Without glucose, red blood cells could not survive. Red blood cells carry O2 from the lungs to the tissues. Without red blood cells, most of the tissues of the body would suffer from a lack of energy because they require O2 to completely convert their fuels to CO2 and H2O.
Exercising skeletal muscles can use glucose from the blood or from their own glycogen stores, converting glucose to lactate through glycolysis or oxidizing it completely to CO2 and H2O. Muscle also uses other fuels from the blood, such as fatty acids (Fig. 2.3). Resting or lightly exercising muscle cells mostly use fatty acids as fuel. After a meal, glucose is used by muscles to replenish the glycogen stores that were depleted during exercise. Glucose is transported into muscle cells and converted to glycogen by processes that are stimulated by insulin.
4. Adipose Tissue
Insulin stimulates the transport of glucose into adipose cells as well as into muscle cells. Adipocytes oxidize glucose for energy, and they also use glucose as the source of the glycerol moiety of the triacylglycerols they store (see Fig. 2.2, circle 10).
Two types of lipoproteins, chylomicrons and VLDL, are produced in the fed state. The major function of these lipoproteins is to provide a blood transport system for triacylglycerols, which are very insoluble in water.
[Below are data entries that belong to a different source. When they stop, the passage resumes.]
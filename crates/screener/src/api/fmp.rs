//! Financial Modeling Prep API client

use crate::api::models::{EarningsSurprise, EsgScores, FinancialGrowth, KeyMetricsTtm, RatiosTtm};
use crate::config::{ScreenerConfig, backoff_delay};
use crate::error::{Result, ScreenerError};
use crate::table::Ticker;
use governor::clock::DefaultClock;
use governor::state::{InMemoryState, NotKeyed};
use governor::{Quota, RateLimiter};
use reqwest::{Client, StatusCode};
use serde::de::DeserializeOwned;
use serde_json::Value;
use std::num::NonZeroU32;
use std::sync::Arc;
use std::time::Duration;
use tracing::{debug, warn};
use url::Url;

const PROVIDER: &str = "Financial Modeling Prep";

type SharedRateLimiter = Arc<RateLimiter<NotKeyed, InMemoryState, DefaultClock>>;

/// Provider endpoint, one per metric group request
#[derive(Debug, Clone, Copy, PartialEq, Eq)]
pub enum Endpoint {
    RatiosTtm,
    KeyMetricsTtm,
    FinancialGrowth,
    Esg,
    EarningsSurprises,
}

impl Endpoint {
    pub fn name(&self) -> &'static str {
        match self {
            Endpoint::RatiosTtm => "ratios-ttm",
            Endpoint::KeyMetricsTtm => "key-metrics-ttm",
            Endpoint::FinancialGrowth => "financial-growth",
            Endpoint::Esg => "esg-environmental-social-governance-data",
            Endpoint::EarningsSurprises => "earnings-surprises",
        }
    }

    /// Build the request URL, API key excluded
    ///
    /// The ESG endpoint takes the symbol as a query parameter, the others as
    /// the last path segment.
    fn url(&self, base: &Url, ticker: &Ticker) -> Result<Url> {
        let mut url = base.clone();
        {
            let mut segments = url.path_segments_mut().map_err(|()| {
                ScreenerError::ConfigError(format!("base URL cannot have a path: {base}"))
            })?;
            segments.pop_if_empty();
            match self {
                Endpoint::Esg => {
                    segments.extend(["api", "v4", self.name()]);
                }
                _ => {
                    segments.extend(["api", "v3", self.name(), ticker.as_str()]);
                }
            }
        }

        if *self == Endpoint::Esg {
            url.query_pairs_mut().append_pair("symbol", ticker.as_str());
        }

        Ok(url)
    }
}

/// Financial Modeling Prep API client
#[derive(Debug, Clone)]
pub struct FmpClient {
    client: Client,
    base_url: Url,
    api_key: String,
    rate_limiter: SharedRateLimiter,
    max_attempts: u32,
    retry_backoff_base: Duration,
}

impl FmpClient {
    /// Create a client from a validated configuration
    pub fn new(config: &ScreenerConfig) -> Result<Self> {
        let api_key = config
            .api_key
            .clone()
            .ok_or_else(|| ScreenerError::ConfigError("API key required".to_string()))?;

        let client = Client::builder().timeout(config.request_timeout).build()?;

        let quota = Quota::per_minute(
            NonZeroU32::new(config.requests_per_minute).unwrap_or(NonZeroU32::MIN),
        );

        Ok(Self {
            client,
            base_url: Url::parse(&config.base_url)?,
            api_key,
            rate_limiter: Arc::new(RateLimiter::direct(quota)),
            max_attempts: config.max_retries.max(1),
            retry_backoff_base: config.retry_backoff_base,
        })
    }

    /// Fetch the raw JSON body of an endpoint, retrying transient failures
    pub async fn get_json(&self, endpoint: Endpoint, ticker: &Ticker) -> Result<Value> {
        let mut url = endpoint.url(&self.base_url, ticker)?;
        url.query_pairs_mut().append_pair("apikey", &self.api_key);

        let mut attempt = 0;
        loop {
            // Wait for rate limiter
            self.rate_limiter.until_ready().await;

            debug!(endpoint = endpoint.name(), %ticker, attempt, "requesting");

            match self.send(endpoint, url.clone()).await {
                Ok(data) => return Ok(data),
                Err(e) if e.is_transient() && attempt + 1 < self.max_attempts => {
                    let delay = backoff_delay(self.retry_backoff_base, attempt);
                    warn!(
                        endpoint = endpoint.name(),
                        %ticker,
                        error = %e,
                        delay_ms = delay.as_millis() as u64,
                        "transient failure, retrying"
                    );
                    tokio::time::sleep(delay).await;
                    attempt += 1;
                }
                Err(e) => return Err(e),
            }
        }
    }

    async fn send(&self, endpoint: Endpoint, url: Url) -> Result<Value> {
        let response = self.client.get(url).send().await?;
        let status = response.status();

        if status == StatusCode::TOO_MANY_REQUESTS {
            return Err(ScreenerError::RateLimitExceeded {
                provider: PROVIDER.to_string(),
            });
        }

        if !status.is_success() {
            // Authentication failures carry an explanation in the body
            let body = response.text().await.unwrap_or_default();
            let data = serde_json::from_str(&body).unwrap_or(Value::Null);
            if let Some(message) = error_message(&data) {
                return Err(ScreenerError::ApiError(message));
            }
            return Err(ScreenerError::HttpStatus {
                endpoint: endpoint.name().to_string(),
                status: status.as_u16(),
            });
        }

        let data: Value = response.json().await?;

        // Check for API error messages
        if let Some(message) = error_message(&data) {
            return Err(ScreenerError::ApiError(message));
        }

        Ok(data)
    }

    /// Fetch an endpoint and decode its array of records
    pub async fn get_records<T: DeserializeOwned>(
        &self,
        endpoint: Endpoint,
        ticker: &Ticker,
    ) -> Result<Vec<T>> {
        let data = self.get_json(endpoint, ticker).await?;

        if !data.is_array() {
            return Err(ScreenerError::MalformedData {
                symbol: ticker.to_string(),
                reason: format!("{} did not return a JSON array", endpoint.name()),
            });
        }

        Ok(serde_json::from_value(data)?)
    }

    /// Fetch an endpoint and keep its first record
    pub async fn get_first<T: DeserializeOwned>(
        &self,
        endpoint: Endpoint,
        ticker: &Ticker,
    ) -> Result<T> {
        self.get_records(endpoint, ticker)
            .await?
            .into_iter()
            .next()
            .ok_or_else(|| ScreenerError::DataUnavailable {
                symbol: ticker.to_string(),
                reason: format!("{} returned no records", endpoint.name()),
            })
    }

    /// Trailing twelve month profitability ratios
    pub async fn ratios_ttm(&self, ticker: &Ticker) -> Result<RatiosTtm> {
        self.get_first(Endpoint::RatiosTtm, ticker).await
    }

    /// Trailing twelve month balance sheet and cash flow metrics
    pub async fn key_metrics_ttm(&self, ticker: &Ticker) -> Result<KeyMetricsTtm> {
        self.get_first(Endpoint::KeyMetricsTtm, ticker).await
    }

    /// Most recent annual growth record
    pub async fn financial_growth(&self, ticker: &Ticker) -> Result<FinancialGrowth> {
        self.get_first(Endpoint::FinancialGrowth, ticker).await
    }

    /// Most recent ESG rating
    pub async fn esg_scores(&self, ticker: &Ticker) -> Result<EsgScores> {
        self.get_first(Endpoint::Esg, ticker).await
    }

    /// Every reported quarter with its consensus estimate
    pub async fn earnings_surprises(&self, ticker: &Ticker) -> Result<Vec<EarningsSurprise>> {
        let quarters: Vec<EarningsSurprise> =
            self.get_records(Endpoint::EarningsSurprises, ticker).await?;

        if quarters.is_empty() {
            return Err(ScreenerError::DataUnavailable {
                symbol: ticker.to_string(),
                reason: "no reported quarters".to_string(),
            });
        }

        Ok(quarters)
    }
}

/// Extract the provider's `"Error Message"` field, if any
fn error_message(data: &Value) -> Option<String> {
    data.get("Error Message").map(|message| match message.as_str() {
        Some(text) => text.to_string(),
        None => message.to_string(),
    })
}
However, these lipoproteins also contain the lipid cholesterol, which is also somewhat insoluble in water. The triacylglycerols of chylomicrons are formed in intestinal epithelial cells from the products of digestion of dietary triacylglycerols. The triacylglycerols of VLDL are synthesized in the liver.
When these lipoproteins pass through blood vessels in adipose tissue, their triacylglycerols are degraded to fatty acids and glycerol (see Fig. 2.2, circle 12). The fatty acids enter the adipose cells and combine with a glycerol moiety that is produced from blood glucose. The resulting triacylglycerols are stored as large fat droplets in the adipose cells. The remnants of the chylomicrons are cleared from the blood by the liver. The remnants of the VLDL can be cleared by the liver, or they can form low-density lipoprotein (LDL), which is cleared by the liver or by peripheral cells.
Most of us have not even begun to reach the limits of our capacity to store triacylglycerols in adipose tissue. The ability of humans to store fat appears to be limited only by the amount of tissue we can carry without overloading the heart.